■ **Items from a dataset**:
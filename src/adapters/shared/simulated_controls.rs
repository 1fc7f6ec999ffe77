use crate::domain::trigger::{ActivationOutcome, TriggerError};
use crate::ports::{ActivationHandler, ControlBinding, ControlPort};
use futures::future::LocalBoxFuture;
use std::cell::RefCell;
use std::collections::HashMap;
use std::rc::Rc;

struct Subscription {
    id: u64,
    event: String,
    handler: ActivationHandler,
}

#[derive(Default)]
struct Registry {
    controls: HashMap<String, Vec<Subscription>>,
    next_id: u64,
}

/// An in-memory page: controls exist only once declared, and `dispatch` plays the
/// role of the browser firing an event on one of them.
#[derive(Clone, Default)]
pub struct SimulatedControls {
    registry: Rc<RefCell<Registry>>,
}

impl SimulatedControls {
    pub fn new() -> Self {
        Self::default()
    }

    pub fn with_control(self, control_id: &str) -> Self {
        self.add_control(control_id);
        self
    }

    pub fn add_control(&self, control_id: &str) {
        self.registry
            .borrow_mut()
            .controls
            .entry(control_id.to_string())
            .or_default();
    }

    pub fn listener_count(&self, control_id: &str) -> usize {
        self.registry
            .borrow()
            .controls
            .get(control_id)
            .map_or(0, Vec::len)
    }

    /// Fires `event` on the control and returns one pending activation per listener.
    pub fn dispatch(
        &self,
        control_id: &str,
        event: &str,
    ) -> Vec<LocalBoxFuture<'static, ActivationOutcome>> {
        let handlers: Vec<ActivationHandler> = self
            .registry
            .borrow()
            .controls
            .get(control_id)
            .map(|subs| {
                subs.iter()
                    .filter(|sub| sub.event == event)
                    .map(|sub| sub.handler.clone())
                    .collect()
            })
            .unwrap_or_default();

        handlers.iter().map(|handler| handler()).collect()
    }

    pub fn click(&self, control_id: &str) -> Vec<LocalBoxFuture<'static, ActivationOutcome>> {
        self.dispatch(control_id, "click")
    }
}

impl ControlPort for SimulatedControls {
    fn bind(
        &self,
        control_id: &str,
        event: &str,
        handler: ActivationHandler,
    ) -> Result<Box<dyn ControlBinding>, TriggerError> {
        let mut registry = self.registry.borrow_mut();
        let id = registry.next_id;
        registry.next_id += 1;

        let subs = registry
            .controls
            .get_mut(control_id)
            .ok_or_else(|| TriggerError::control_not_found(control_id))?;
        subs.push(Subscription {
            id,
            event: event.to_string(),
            handler,
        });

        Ok(Box::new(SimulatedBinding {
            registry: self.registry.clone(),
            control_id: control_id.to_string(),
            id,
            attached: true,
        }))
    }
}

struct SimulatedBinding {
    registry: Rc<RefCell<Registry>>,
    control_id: String,
    id: u64,
    attached: bool,
}

impl SimulatedBinding {
    fn remove(&mut self) -> Result<(), TriggerError> {
        if !self.attached {
            return Ok(());
        }
        self.attached = false;

        let mut registry = self.registry.borrow_mut();
        let subs = registry
            .controls
            .get_mut(&self.control_id)
            .ok_or_else(|| TriggerError::control_not_found(self.control_id.as_str()))?;
        let id = self.id;
        subs.retain(|sub| sub.id != id);
        Ok(())
    }
}

impl ControlBinding for SimulatedBinding {
    fn control_id(&self) -> &str {
        &self.control_id
    }

    fn detach(mut self: Box<Self>) -> Result<(), TriggerError> {
        self.remove()
    }

    fn keep_alive(mut self: Box<Self>) {
        self.attached = false;
    }
}

impl Drop for SimulatedBinding {
    fn drop(&mut self) {
        let _ = self.remove();
    }
}

#[cfg(test)]
mod tests {
    use super::*;
    use futures::executor::block_on;
    use futures::FutureExt;

    fn handler(outcome: ActivationOutcome) -> ActivationHandler {
        Rc::new(move || futures::future::ready(outcome.clone()).boxed_local())
    }

    #[test]
    fn test_bind_unknown_control_fails() {
        let controls = SimulatedControls::new();
        let result = controls.bind(
            "startButton",
            "click",
            handler(ActivationOutcome::Success { status: 200 }),
        );
        assert!(matches!(result, Err(TriggerError::ControlNotFound(id)) if id == "startButton"));
    }

    #[test]
    fn test_dispatch_only_matching_event() {
        let controls = SimulatedControls::new().with_control("startButton");
        let _binding = controls
            .bind(
                "startButton",
                "click",
                handler(ActivationOutcome::Success { status: 200 }),
            )
            .unwrap();

        assert_eq!(controls.dispatch("startButton", "keyup").len(), 0);
        let pending = controls.click("startButton");
        assert_eq!(pending.len(), 1);
        for fut in pending {
            assert!(block_on(fut).is_success());
        }
    }

    #[test]
    fn test_detach_removes_only_its_listener() {
        let controls = SimulatedControls::new().with_control("startButton");
        let first = controls
            .bind(
                "startButton",
                "click",
                handler(ActivationOutcome::Success { status: 200 }),
            )
            .unwrap();
        let second = controls
            .bind(
                "startButton",
                "click",
                handler(ActivationOutcome::RemoteRejected { status: 500 }),
            )
            .unwrap();
        assert_eq!(controls.listener_count("startButton"), 2);

        first.detach().unwrap();
        assert_eq!(controls.listener_count("startButton"), 1);

        let outcomes: Vec<_> = controls.click("startButton").into_iter().map(block_on).collect();
        assert_eq!(outcomes, vec![ActivationOutcome::RemoteRejected { status: 500 }]);

        second.keep_alive();
        assert_eq!(controls.listener_count("startButton"), 1);
    }

    #[test]
    fn test_dropped_binding_stops_listening() {
        let controls = SimulatedControls::new().with_control("startButton");
        let binding = controls
            .bind(
                "startButton",
                "click",
                handler(ActivationOutcome::Success { status: 200 }),
            )
            .unwrap();
        assert_eq!(controls.listener_count("startButton"), 1);

        drop(binding);

        assert_eq!(controls.listener_count("startButton"), 0);
        assert!(controls.click("startButton").is_empty());
    }
}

■ **What you are asked to do**:
The lines needed run from the first line of the data through the line containing "#[derive(Clone, Default)]"; give them again exactly and nothing else.

■ **Expected answer**:
filename src/adapters/shared/simulated_controls.rs
repository 1fc7f6ec999ffe77
use crate::domain::trigger::{ActivationOutcome, TriggerError};
use crate::ports::{ActivationHandler, ControlBinding, ControlPort};
use futures::future::LocalBoxFuture;
use std::cell::RefCell;
use std::collections::HashMap;
use std::rc::Rc;

struct Subscription {
    id: u64,
    event: String,
    handler: ActivationHandler,
}

#[derive(Default)]
struct Registry {
    controls: HashMap<String, Vec<Subscription>>,
    next_id: u64,
}

/// An in-memory page: controls exist only once declared, and `dispatch` plays the
/// role of the browser firing an event on one of them.
#[derive(Clone, Default)]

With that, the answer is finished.